Facebook's Mark Zuckerberg has opened up about what The Social Network movie got completely wrong about how he created the platform, admitting he 'only saw it once'.
The 42-year-old, whose net worth is now estimated to be around $189 billion, started Facebook from his Harvard University dorm room in 2004, when he was just 19 years old.
But it wasn't until 2010 that a film was made about Facebook's origins, with The Social Network becoming one of the first major Hollywood movies to dramatise the rise of a modern tech company.
It follows Zuckerberg as he creates a campus website after a breakup, before turning it into what would become Facebook.

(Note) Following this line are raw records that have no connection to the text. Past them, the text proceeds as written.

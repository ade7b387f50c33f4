// Copyright (c) 2025 Steve Wagner (ciroque@live.com)
// SPDX-License-Identifier: MIT

use crate::errors::{FailureKind, TaskError};

/// One unit of input paired with its stable key.
///
/// Keys are assigned at admission: the input index in bounded mode, a
/// monotonic counter in streaming mode. They are never reused.
#[derive(Debug, Clone, PartialEq, Eq)]
pub struct WorkItem<T> {
    pub key: u64,
    pub payload: T,
}

/// The single recorded outcome of one key.
#[derive(Debug, Clone)]
pub enum TaskOutcome<R> {
    Success(R),
    Failure(TaskError),
}

impl<R> TaskOutcome<R> {
    pub fn is_success(&self) -> bool {
        matches!(self, TaskOutcome::Success(_))
    }

    pub fn value(&self) -> Option<&R> {
        match self {
            TaskOutcome::Success(value) => Some(value),
            TaskOutcome::Failure(_) => None,
        }
    }

    pub fn error(&self) -> Option<&TaskError> {
        match self {
            TaskOutcome::Success(_) => None,
            TaskOutcome::Failure(error) => Some(error),
        }
    }

    /// Failure classification, `None` for successes.
    pub fn failure_kind(&self) -> Option<FailureKind> {
        self.error().map(TaskError::kind)
    }
}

The film also explores the legal battles that followed the platform's rapid rise, including disputes with co-founder Eduardo Saverin.
But over 15 years on from its release, the dad-of-three has revealed what the movie got completely wrong about how he created the platform.

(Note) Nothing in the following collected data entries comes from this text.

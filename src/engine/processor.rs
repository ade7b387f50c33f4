// Copyright (c) 2025 Steve Wagner (ciroque@live.com)
// SPDX-License-Identifier: MIT

//! The public face of the engine.
//!
//! # Examples
//!
//! ## Bounded batch
//! ```rust
//! use std::sync::Arc;
//! use std::time::Duration;
//! use async_trait::async_trait;
//! use the_conveyor::config::ProcessorOptions;
//! use the_conveyor::engine::{BatchProcessor, CancellationContext, WorkItem};
//! use the_conveyor::traits::{Handler, ProgressReporter};
//!
//! struct Double;
//!
//! #[async_trait]
//! impl Handler<u32, u32> for Double {
//!     async fn handle(
//!         &self,
//!         item: &WorkItem<u32>,
//!         _progress: &ProgressReporter,
//!         _cancel: &CancellationContext,
//!     ) -> anyhow::Result<u32> {
//!         Ok(item.payload * 2)
//!     }
//! }
//!
//! # #[tokio::main]
//! # async fn main() -> Result<(), Box<dyn std::error::Error>> {
//! let options = ProcessorOptions::new()
//!     .with_concurrency(2)
//!     .with_delay(Duration::from_millis(5));
//! let handler: Arc<dyn Handler<u32, u32>> = Arc::new(Double);
//! let processor = BatchProcessor::new(handler, vec![1, 2, 3], options)?;
//!
//! let outcome = processor.start().await;
//! let doubled: Vec<u32> = outcome.results().iter().filter_map(|r| r.value().copied()).collect();
//! assert_eq!(doubled, vec![2, 4, 6]);
//! # Ok(())
//! # }
//! ```

use std::sync::atomic::{AtomicBool, Ordering};
use std::sync::Arc;

use crate::config::{validate_options, ProcessorOptions};
use crate::engine::completion::CompletionSignal;
use crate::engine::shared::{Mode, PoolCore};
use crate::engine::source::FixedSource;
use crate::engine::state::ProcessorSnapshot;
use crate::engine::{pool, streaming, RetryLimit};
use crate::errors::{AbortReason, ConfigurationError};
use crate::observability::messages::engine::{
    BatchStarted, LateConfigurationIgnored, ProcessorPaused, ProcessorResumed,
};
use crate::observability::messages::StructuredLog;
use crate::observability::TracingHooks;
use crate::traits::{Handler, ItemSource, ProcessorHooks};

/// Runs work items through a [`Handler`] with bounded concurrency, global
/// admission pacing, per-attempt timeout and retry, pause/resume and an
/// error budget.
///
/// Two modes share one engine:
///
/// * **Bounded** ([`new`](Self::new)): a fixed list of items, one result per
///   item in input order.
/// * **Streaming** ([`streaming`](Self::streaming)): items are pulled from an
///   [`ItemSource`] until it reports exhaustion; results are ordered by
///   admission key.
///
/// Nothing runs until [`start`](Self::start) is called.
pub struct BatchProcessor<T, R> {
    core: Arc<PoolCore<T, R>>,
    started: AtomicBool,
}

impl<T, R> BatchProcessor<T, R>
where
    T: Send + Sync + 'static,
    R: Send + Sync + 'static,
{
    /// Bounded mode over `items`.
    pub fn new(
        handler: Arc<dyn Handler<T, R>>,
        items: Vec<T>,
        options: ProcessorOptions,
    ) -> Result<Self, ConfigurationError> {
        validate_options(&options)?;
        let capacity = items.len();
        Ok(Self::from_core(PoolCore::new(
            Mode::Bounded,
            handler,
            Arc::new(TracingHooks),
            options,
            Box::new(FixedSource::new(items)),
            Some(capacity),
        )))
    }

    /// Streaming mode over a pull source.
    pub fn streaming(
        handler: Arc<dyn Handler<T, R>>,
        source: impl ItemSource<T> + 'static,
        options: ProcessorOptions,
    ) -> Result<Self, ConfigurationError> {
        validate_options(&options)?;
        Ok(Self::from_core(PoolCore::new(
            Mode::Streaming,
            handler,
            Arc::new(TracingHooks),
            options,
            Box::new(source),
            None,
        )))
    }

    fn from_core(core: PoolCore<T, R>) -> Self {
        Self {
            core: Arc::new(core),
            started: AtomicBool::new(false),
        }
    }

    /// Replace the default [`TracingHooks`]. Has no effect once started.
    pub fn with_hooks(mut self, hooks: Arc<dyn ProcessorHooks<T, R>>) -> Self {
        match Arc::get_mut(&mut self.core) {
            Some(core) => core.hooks = hooks,
            None => LateConfigurationIgnored { setting: "hooks" }.log(),
        }
        self
    }

    /// Compute the retry limit per item instead of using `max_retries`.
    /// Has no effect once started.
    pub fn with_retry_policy<F>(mut self, policy: F) -> Self
    where
        F: Fn(&T, u64) -> u32 + Send + Sync + 'static,
    {
        match Arc::get_mut(&mut self.core) {
            Some(core) => core.retry_limit = RetryLimit::per_item(policy),
            None => LateConfigurationIgnored {
                setting: "retry_policy",
            }
            .log(),
        }
        self
    }

    /// Start processing and return the completion signal.
    ///
    /// Idempotent: a second call, or a call after an immediate stop, returns a
    /// signal on the same settlement without spawning anything.
    pub fn start(&self) -> CompletionSignal<R> {
        let signal = CompletionSignal::new(Arc::clone(&self.core.settlement));
        if self.core.state.is_settled() || self.core.is_stopping() {
            return signal;
        }
        if self.started.swap(true, Ordering::AcqRel) {
            return signal;
        }

        self.core.mark_started();
        BatchStarted {
            mode: self.core.mode.as_str(),
            concurrency: self.core.options.concurrency,
            item_count: self.core.expected_items,
        }
        .log();

        match self.core.mode {
            Mode::Bounded => pool::spawn_workers(&self.core),
            Mode::Streaming => streaming::spawn_driver(&self.core),
        }
        signal
    }

    /// `stop(false)` pauses admission; in-flight items keep running and
    /// [`resume`](Self::resume) picks up where admission left off.
    ///
    /// `stop(true)` cancels every in-flight context and every wait, then
    /// settles at once with partial results: items without an outcome are
    /// recorded as `Stopped`.
    pub fn stop(&self, immediate: bool) {
        if self.core.state.is_settled() {
            return;
        }

        if immediate {
            self.core.abort(AbortReason::StoppedByCaller);
            return;
        }

        if self.core.is_stopping() {
            return;
        }
        if self.core.gate.pause() {
            ProcessorPaused {
                generation: self.core.gate.generation(),
            }
            .log();
            self.core.hooks.on_paused();
        }
    }

    /// Reopen the gate after a graceful stop. An immediate stop cannot be resumed.
    pub fn resume(&self) {
        if self.core.is_stopping() || self.core.state.is_settled() {
            return;
        }
        if self.core.gate.resume() {
            ProcessorResumed {
                generation: self.core.gate.generation(),
            }
            .log();
            self.core.hooks.on_resumed();
        }
    }

    pub fn snapshot(&self) -> ProcessorSnapshot {
        self.core.snapshot()
    }

    pub fn options(&self) -> &ProcessorOptions {
        &self.core.options
    }
}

He launched Facebook from his university dorm in 2004. (Kevin Dietsch/Getty Images) Speaking on the The Colin and Samir Show, Zuckerberg said: "I only saw it once but I took our whole company to see it, I figured everyone at the company was gonna see it anyway so we might as well just take everyone to go see it.
"It was weird man, cause they got all these very specific details of like what I was wearing, the specific things correct, but then the whole narrative arc around my motivations and all this stuff were like completely wrong."
He noted that the entire 'arc' of the film is based on him building the platform to find a girlfriend, but the tech billionaire admitted he was dating his wife, Priscilla Chan, before he started Facebook.
He launched Meta in 2021 after acquiring Instagram and Whatsapp. (Drew Angerer/Getty Images) Dispelling common myths, he added: "It’s an unfortunate part of the internet how people make up a lot of the founding mythology, people cast it as if Facemash, that prank thing that I made, was the precursor to Facebook, I guess because they have face in the name, but Facemash was a prank, completely separate from Facebook.
"To this day, 21 years later, largely because of the movie, people are like oh yeah you started this as a service to rate the attractiveness of people."